* [TASK]: Lines holding the string "enum" are the ones to copy from this listing.

* [RECORDS FOR PROCESSING]:
//! NMEA 0183 sentence decoding
//!
//! Turns the raw text accumulated from a positioning source into a [`Fix`].
//! Two sentence types carry a position:
//! - **GGA**: latitude, longitude, altitude, satellite count, fix quality
//! - **RMC**: latitude, longitude, speed over ground, validity flag
//!
//! Any talker prefix is accepted (`$GPGGA`, `$GNGGA`, `$GLRMC`, ...).
//! Decoding is pure: the caller supplies the capture timestamp.

use chrono::{DateTime, Utc};
use thiserror::Error;

use crate::models::{Fix, FixQuality};

/// Meters per second in one knot
pub const KNOTS_TO_METERS_PER_SECOND: f64 = 1852.0 / 3600.0;

/// Number of comma-separated fields in a complete GGA sentence
const GGA_FIELDS: usize = 15;

/// Minimum number of fields in an RMC sentence (NMEA 2.0; 2.3 adds a mode field)
const RMC_FIELDS: usize = 12;

/// Position-carrying sentence types
#[derive(Debug, Clone, Copy, PartialEq, Eq)]
pub enum SentenceKind {
    Gga,
    Rmc,
}

/// Reason a single sentence was rejected
#[derive(Debug, Clone, PartialEq, Error)]
pub enum SentenceError {
    #[error("sentence does not start with '$'")]
    MissingStart,

    #[error("unsupported sentence type {0}")]
    Unsupported(String),

    #[error("checksum mismatch: sentence says {expected:02X}, computed {computed:02X}")]
    ChecksumMismatch { expected: u8, computed: u8 },

    #[error("malformed checksum {0:?}")]
    MalformedChecksum(String),

    #[error("expected at least {expected} fields, found {found}")]
    Truncated { expected: usize, found: usize },

    #[error("missing {0}")]
    MissingField(&'static str),

    #[error("invalid {field}: {value:?}")]
    InvalidField { field: &'static str, value: String },

    #[error("receiver reports no position fix")]
    NoFix,

    #[error("coordinate out of range: {latitude}, {longitude}")]
    OutOfRange { latitude: f64, longitude: f64 },
}

/// Outcome of decoding one batch of raw text
#[derive(Debug, Clone, Default, PartialEq)]
pub struct DecodeReport {
    /// First fix decoded from the batch, if any
    pub fix: Option<Fix>,

    /// GGA/RMC sentences that were skipped, in input order
    pub rejected: Vec<SentenceError>,

    /// Number of `$`-prefixed lines examined before decoding stopped
    pub sentences: usize,
}

/// Decode the first usable fix from a batch of raw NMEA text.
///
/// Returns `None` when the batch holds no decodable position, which is the
/// normal "no data yet" case rather than an error.
pub fn decode(raw: &str, captured_at: DateTime<Utc>) -> Option<Fix> {
    decode_with_report(raw, captured_at).fix
}

/// Decode a batch, keeping track of the sentences that were rejected.
///
/// Lines that do not begin with `$` are ignored. A recognized sentence that
/// fails checksum or field validation is recorded in
/// [`DecodeReport::rejected`] and scanning continues with the next line.
pub fn decode_with_report(raw: &str, captured_at: DateTime<Utc>) -> DecodeReport {
    let mut report = DecodeReport::default();

    for line in raw.split('\n') {
        let line = line.trim();
        if !line.starts_with('$') {
            continue;
        }
        report.sentences += 1;

        match parse_sentence(line, captured_at) {
            Ok(fix) => {
                report.fix = Some(fix);
                break;
            }
            Err(SentenceError::Unsupported(_)) => {}
            Err(err) => {
                tracing::debug!(sentence = line, error = %err, "Skipping NMEA sentence");
                report.rejected.push(err);
            }
        }
    }

    report
}

/// Decode raw bytes, replacing invalid UTF-8 sequences
pub fn decode_bytes(raw: &[u8], captured_at: DateTime<Utc>) -> DecodeReport {
    decode_with_report(&String::from_utf8_lossy(raw), captured_at)
}

/// Parse a single sentence into a fix
pub fn parse_sentence(line: &str, captured_at: DateTime<Utc>) -> Result<Fix, SentenceError> {
    let sentence = line.trim().strip_prefix('$').ok_or(SentenceError::MissingStart)?;
    let (body, declared) = match sentence.split_once('*') {
        Some((body, declared)) => (body, Some(declared)),
        None => (sentence, None),
    };

    let fields: Vec<&str> = body.split(',').collect();
    let kind = sentence_kind(fields[0])
        .ok_or_else(|| SentenceError::Unsupported(fields[0].to_string()))?;

    if let Some(declared) = declared {
        verify_checksum(body, declared)?;
    }

    match kind {
        SentenceKind::Gga => parse_gga(&fields, captured_at),
        SentenceKind::Rmc => parse_rmc(&fields, captured_at),
    }
}

/// XOR of every byte between `$` and `*`
pub fn checksum(body: &str) -> u8 {
    body.bytes().fold(0, |acc, b| acc ^ b)
}

/// Wrap a sentence body in `$...*HH`
pub fn with_checksum(body: &str) -> String {
    format!("${}*{:02X}", body, checksum(body))
}

fn verify_checksum(body: &str, declared: &str) -> Result<(), SentenceError> {
    let declared = declared.trim();
    if declared.len() != 2 {
        return Err(SentenceError::MalformedChecksum(declared.to_string()));
    }
    let expected = u8::from_str_radix(declared, 16)
        .map_err(|_| SentenceError::MalformedChecksum(declared.to_string()))?;
    let computed = checksum(body);

    if expected != computed {
        return Err(SentenceError::ChecksumMismatch { expected, computed });
    }
    Ok(())
}

fn sentence_kind(address: &str) -> Option<SentenceKind> {
    if address.len() != 5 {
        return None;
    }
    match address.get(2..)? {
        "GGA" => Some(SentenceKind::Gga),
        "RMC" => Some(SentenceKind::Rmc),
        _ => None,
    }
}

fn parse_gga(fields: &[&str], captured_at: DateTime<Utc>) -> Result<Fix, SentenceError> {
    require_fields(fields, GGA_FIELDS)?;

    let quality_code: u8 = parse_required(fields[6], "fix quality")?;
    if quality_code == 0 {
        return Err(SentenceError::NoFix);
    }
    let quality = FixQuality::from_gga(quality_code).ok_or_else(|| SentenceError::InvalidField {
        field: "fix quality",
        value: fields[6].to_string(),
    })?;

    let latitude = parse_coordinate(fields[2], fields[3], Axis::Latitude)?;
    let longitude = parse_coordinate(fields[4], fields[5], Axis::Longitude)?;
    let mut fix = build_fix(latitude, longitude, captured_at)?.with_quality(quality);

    if let Some(satellites) = parse_optional::<u8>(fields[7], "satellite count")? {
        fix = fix.with_satellites(satellites);
    }
    if let Some(altitude) = parse_optional::<f64>(fields[9], "altitude")? {
        fix = fix.with_altitude(altitude);
    }

    Ok(fix)
}

fn parse_rmc(fields: &[&str], captured_at: DateTime<Utc>) -> Result<Fix, SentenceError> {
    require_fields(fields, RMC_FIELDS)?;

    match fields[2] {
        "A" => {}
        "V" => return Err(SentenceError::NoFix),
        "" => return Err(SentenceError::MissingField("status")),
        other => {
            return Err(SentenceError::InvalidField {
                field: "status",
                value: other.to_string(),
            })
        }
    }

    let latitude = parse_coordinate(fields[3], fields[4], Axis::Latitude)?;
    let longitude = parse_coordinate(fields[5], fields[6], Axis::Longitude)?;
    let mut fix = build_fix(latitude, longitude, captured_at)?;

    if let Some(knots) = parse_optional::<f64>(fields[7], "speed")? {
        if !knots.is_finite() || knots < 0.0 {
            return Err(SentenceError::InvalidField {
                field: "speed",
                value: fields[7].to_string(),
            });
        }
        fix = fix.with_speed(knots * KNOTS_TO_METERS_PER_SECOND);
    }

    Ok(fix)
}

fn require_fields(fields: &[&str], expected: usize) -> Result<(), SentenceError> {
    if fields.len() < expected {
        return Err(SentenceError::Truncated {
            expected,
            found: fields.len(),
        });
    }
    Ok(())
}

fn build_fix(
    latitude: f64,
    longitude: f64,
    captured_at: DateTime<Utc>,
) -> Result<Fix, SentenceError> {
    Fix::new(latitude, longitude, captured_at)
        .map_err(|_| SentenceError::OutOfRange { latitude, longitude })
}

fn parse_required<T: std::str::FromStr>(
    value: &str,
    field: &'static str,
) -> Result<T, SentenceError> {
    parse_optional(value, field)?.ok_or(SentenceError::MissingField(field))
}

fn parse_optional<T: std::str::FromStr>(
    value: &str,
    field: &'static str,
) -> Result<Option<T>, SentenceError> {
    if value.is_empty() {
        return Ok(None);
    }
    value.parse().map(Some).map_err(|_| SentenceError::InvalidField {
        field,
        value: value.to_string(),
    })
}

#[derive(Debug, Clone, Copy)]
enum Axis {
    Latitude,
    Longitude,
}

impl Axis {
    fn name(self) -> &'static str {
        match self {
            Axis::Latitude => "latitude",
            Axis::Longitude => "longitude",
        }
    }

    fn hemisphere_name(self) -> &'static str {
        match self {
            Axis::Latitude => "latitude hemisphere",
            Axis::Longitude => "longitude hemisphere",
        }
    }

    fn degree_digits(self) -> usize {
        match self {
            Axis::Latitude => 2,
            Axis::Longitude => 3,
        }
    }

    /// Sign applied for a hemisphere letter, `None` if the letter is wrong for this axis
    fn sign(self, hemisphere: &str) -> Option<f64> {
        match (self, hemisphere) {
            (Axis::Latitude, "N") | (Axis::Longitude, "E") => Some(1.0),
            (Axis::Latitude, "S") | (Axis::Longitude, "W") => Some(-1.0),
            _ => None,
        }
    }
}

/// Parse `ddmm.mmmm` / `dddmm.mmmm` plus hemisphere into signed degrees
fn parse_coordinate(value: &str, hemisphere: &str, axis: Axis) -> Result<f64, SentenceError> {
    if value.is_empty() {
        return Err(SentenceError::MissingField(axis.name()));
    }
    if hemisphere.is_empty() {
        return Err(SentenceError::MissingField(axis.hemisphere_name()));
    }

    let invalid = || SentenceError::InvalidField {
        field: axis.name(),
        value: value.to_string(),
    };

    let sign = axis.sign(hemisphere).ok_or_else(|| SentenceError::InvalidField {
        field: axis.hemisphere_name(),
        value: hemisphere.to_string(),
    })?;

    // Line noise survives lossy UTF-8 decoding as multi-byte characters
    if !value.is_ascii() {
        return Err(invalid());
    }

    // Minutes always occupy the two digits before the decimal point
    let dot = value.find('.').unwrap_or(value.len());
    let split = dot.checked_sub(2).filter(|&s| s >= 1).ok_or_else(invalid)?;
    let (degrees, minutes) = value.split_at(split);

    if degrees.len() > axis.degree_digits() || !degrees.bytes().all(|b| b.is_ascii_digit()) {
        return Err(invalid());
    }
    if !minutes.bytes().all(|b| b.is_ascii_digit() || b == b'.') {
        return Err(invalid());
    }

    let degrees: f64 = degrees.parse().map_err(|_| invalid())?;
    let minutes: f64 = minutes.parse().map_err(|_| invalid())?;
    if !(0.0..60.0).contains(&minutes) {
        return Err(invalid());
    }

    Ok(sign * (degrees + minutes / 60.0))
}

/// Render a fix as a GGA sentence with checksum
pub fn encode_gga(fix: &Fix) -> String {
    let (lat, ns) = format_coordinate(fix.latitude, Axis::Latitude);
    let (lon, ew) = format_coordinate(fix.longitude, Axis::Longitude);
    let quality = fix.quality.unwrap_or(FixQuality::Gps).code();

    let body = format!(
        "GPGGA,{},{},{},{},{},{},{:02},0.9,{:.1},M,0.0,M,,",
        format_time(fix.captured_at),
        lat,
        ns,
        lon,
        ew,
        quality,
        fix.satellites.unwrap_or(0),
        fix.altitude.unwrap_or(0.0),
    );
    with_checksum(&body)
}

/// Render a fix as an RMC sentence with checksum
pub fn encode_rmc(fix: &Fix) -> String {
    let (lat, ns) = format_coordinate(fix.latitude, Axis::Latitude);
    let (lon, ew) = format_coordinate(fix.longitude, Axis::Longitude);
    let knots = fix.speed.unwrap_or(0.0) / KNOTS_TO_METERS_PER_SECOND;

    let body = format!(
        "GPRMC,{},A,{},{},{},{},{:.1},,{},,,A",
        format_time(fix.captured_at),
        lat,
        ns,
        lon,
        ew,
        knots,
        fix.captured_at.format("%d%m%y"),
    );
    with_checksum(&body)
}

fn format_time(at: DateTime<Utc>) -> String {
    format!("{}.00", at.format("%H%M%S"))
}

fn format_coordinate(value: f64, axis: Axis) -> (String, &'static str) {
    let hemisphere = match (axis, value < 0.0) {
        (Axis::Latitude, false) => "N",
        (Axis::Latitude, true) => "S",
        (Axis::Longitude, false) => "E",
        (Axis::Longitude, true) => "W",
    };

    // Work in ten-thousandths of a minute so rounding carries into degrees
    let ticks = (value.abs() * 60.0 * 10_000.0).round() as u64;
    let degrees = ticks / 600_000;
    let minutes = (ticks % 600_000) as f64 / 10_000.0;

    let text = match axis {
        Axis::Latitude => format!("{:02}{:07.4}", degrees, minutes),
        Axis::Longitude => format!("{:03}{:07.4}", degrees, minutes),
    };
    (text, hemisphere)
}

* [ANSWER SPACE]:
pub enum SentenceKind {
pub enum SentenceError {
enum Axis {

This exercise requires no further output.